El primer sueldo que ganó actuando en el Teatro de Sinfonía de Roma, lo guardó en un sobre, e íntegro, lo envió a sus padres.
-Mira, vieja, lo que ha llegado. Es una carta de nuestra Elenita. ¿Qué nos dirá nuestra muchachita? Cuando recibieron el dinero y contaron billete tras billete quedaron paralizados de ver que todo sumaba cientos de dólares. Era una fortuna para ellos. Ese dinero era el inicio de la dicha que el destino deparaba a tan sufrida familia.
Cuando Elena Quispe empezó a ser vista en todos los magazines, carteleras y shows de televisión, ella sintió que había llegado el momento de comprar los pasajes para que sus padres y hermanos la visitaran. Antes de aquella navidad, sus padres y sus cinco hermanos aterrizaron en suelo romano. Al bajar del avión, Saturnino y Celinda tuvieron el impulso de arrodillarse y besar el suelo aquel que generosamente le concedió grandes oportunidades a la hija querida.
La familia quedó complacida con las atenciones de ambas anfitrionas.

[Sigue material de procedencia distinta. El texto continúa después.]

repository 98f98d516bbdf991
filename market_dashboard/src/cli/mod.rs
pub mod commands;

pub use commands::{Cli, Commands};
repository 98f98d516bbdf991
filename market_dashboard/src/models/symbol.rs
//! Canonical ticker symbols.
//!
//! User-entered tickers are normalized exactly once, at the edge; everything
//! downstream treats a [`Symbol`] as an opaque, immutable string compared by
//! exact match.

use std::fmt;

use serde::{Deserialize, Serialize};

use crate::models::asset::AssetClass;

/// Suffix Yahoo uses to mark currency-pair tickers (e.g. `TWD=X`, `EURUSD=X`).
const CURRENCY_SUFFIX: &str = "=X";

/// A normalized identifier for a tradable instrument or currency pair.
#[derive(Clone, Debug, PartialEq, Eq, Hash, Serialize, Deserialize)]
pub struct Symbol(String);

impl Symbol {
    /// Canonicalizes a user-entered ticker for the given asset class.
    ///
    /// Uppercases the input. For [`AssetClass::Currency`] the provider suffix
    /// is appended when missing; the three documented input shapes all reduce
    /// to string concatenation:
    ///
    /// - bare code (`"TWD"` → `"TWD=X"`, quoted against the US dollar),
    /// - two concatenated codes (`"TWDGBP"` → `"TWDGBP=X"`),
    /// - already-suffixed input (`"TWD=X"`, passed through).
    ///
    /// No validation happens here. Mistyped codes and missing exchange
    /// suffixes on non-US equities are deferred to the fetch step, which
    /// skips symbols the provider does not recognize. Empty input stays
    /// empty; the fetch layer treats it as "no symbol requested".
    pub fn normalize(raw: &str, asset_class: AssetClass) -> Symbol {
        let mut ticker = raw.trim().to_uppercase();
        if ticker.is_empty() {
            return Symbol(ticker);
        }
        if asset_class == AssetClass::Currency && !ticker.ends_with(CURRENCY_SUFFIX) {
            ticker.push_str(CURRENCY_SUFFIX);
        }
        Symbol(ticker)
    }

    pub fn as_str(&self) -> &str {
        &self.0
    }

    pub fn is_empty(&self) -> bool {
        self.0.is_empty()
    }
}

impl fmt::Display for Symbol {
    fn fmt(&self, f: &mut fmt::Formatter<'_>) -> fmt::Result {
        f.write_str(&self.0)
    }
}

Elena estaba buscando el momento propicio para hablar en privado con su familia.
El instante llegó un día en que Pierina salió apurada a su trabajo y los dejó a todos en la terraza, disfrutando de un día soleado y placentero.

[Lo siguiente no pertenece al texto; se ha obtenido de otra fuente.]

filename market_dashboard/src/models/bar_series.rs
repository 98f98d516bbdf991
//! A collection of bars for a single symbol.

use chrono::NaiveDate;
use serde::{Deserialize, Serialize};

use crate::models::{bar::Bar, interval::Interval, symbol::Symbol};

/// The complete history returned for one symbol, ordered by date ascending
/// with unique dates.
#[derive(Clone, Debug, PartialEq, Serialize, Deserialize)]
pub struct BarSeries {
    /// The symbol this data represents (e.g. `AAPL`, `TWDGBP=X`).
    pub symbol: Symbol,
    /// The time interval of each bar in the series.
    pub interval: Interval,
    /// The OHLCV records, exactly as the provider returned them.
    pub bars: Vec<Bar>,
}

impl BarSeries {
    /// Dates of every bar, in series order.
    pub fn dates(&self) -> Vec<NaiveDate> {
        self.bars.iter().map(|bar| bar.date).collect()
    }

    /// Closing prices, in series order.
    pub fn closes(&self) -> Vec<f64> {
        self.bars.iter().map(|bar| bar.close).collect()
    }

    /// Whether any bar in the series carries a volume value.
    pub fn has_volume(&self) -> bool {
        self.bars.iter().any(|bar| bar.volume.is_some())
    }

    /// Drops the volume column from every bar. Used for asset classes where
    /// volume has no meaning, right after fetch.
    pub fn without_volume(mut self) -> BarSeries {
        for bar in &mut self.bars {
            bar.volume = None;
        }
        self
    }
}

-Bueno, querida familia, quería decirles algo.
-Habla, Elenita, tenemos cuatro semanas para dedicarnos a nosotros. Recuperemos el tiempo que hemos estado alejados.
-Tengo separada una casa, en las afueras de la ciudad, para que todos vivan juntos y dejen la chocita de El Zapallal. Es hora de cambiar y de disfrutar de mi trabajo, estoy en mi mejor momento; lo único que quiero es complacerlos en todo lo que se han privado durante los años de intensa pobreza.
Los cuatro hermanos saltaron de emoción al escuchar la propuesta. Elenita fue el mejor ejemplo a seguir. Ella inspiró a sus hermanos el amor hacia el estudio y el trabajo. Todos gritaron, al unísono.
-Yea…gracias hermanita. Nuestro futuro está aquí, en este suelo. !Que viva Roma!-.Estaban todos tan emotivos que se olvidaron de escuchar a sus padres.
-Tu madre y yo, mi querida hijita, estamos dichosos de tu progreso. Tu futuro está asegurado en este país. Nos dará mucha nostalgia tener que dejar lo poco o nada que teníamos en nuestra patria. Es toda una vida la que hemos tenido allá. Están los recuerdos, la familia, nuestro mundo. A pesar de eso, nada hay que pueda compensar estar al lado de nuestra adorada hija.
-Tu padre tiene razón, Elena. No tiene sentido que regresemos allá. Empezaremos nuestra vida aquí, a tu lado. !Nos tenemos a nosotros mismos y esta unidad familiar lo es todo, todo!.
Saturnino, Celinda, y los cinco chicos, se entrelazaron en un abrazo inolvidable. Una vez más estaban unidos, así como lo estuvieron en los tiempos de miseria. Con el tiempo, la chocita de El Zapallal empezó a quedar en el olvido. Con el tiempo, la casita de El Zapallal sirvió de refugio a otra familia, diferente a La Familia Quispe.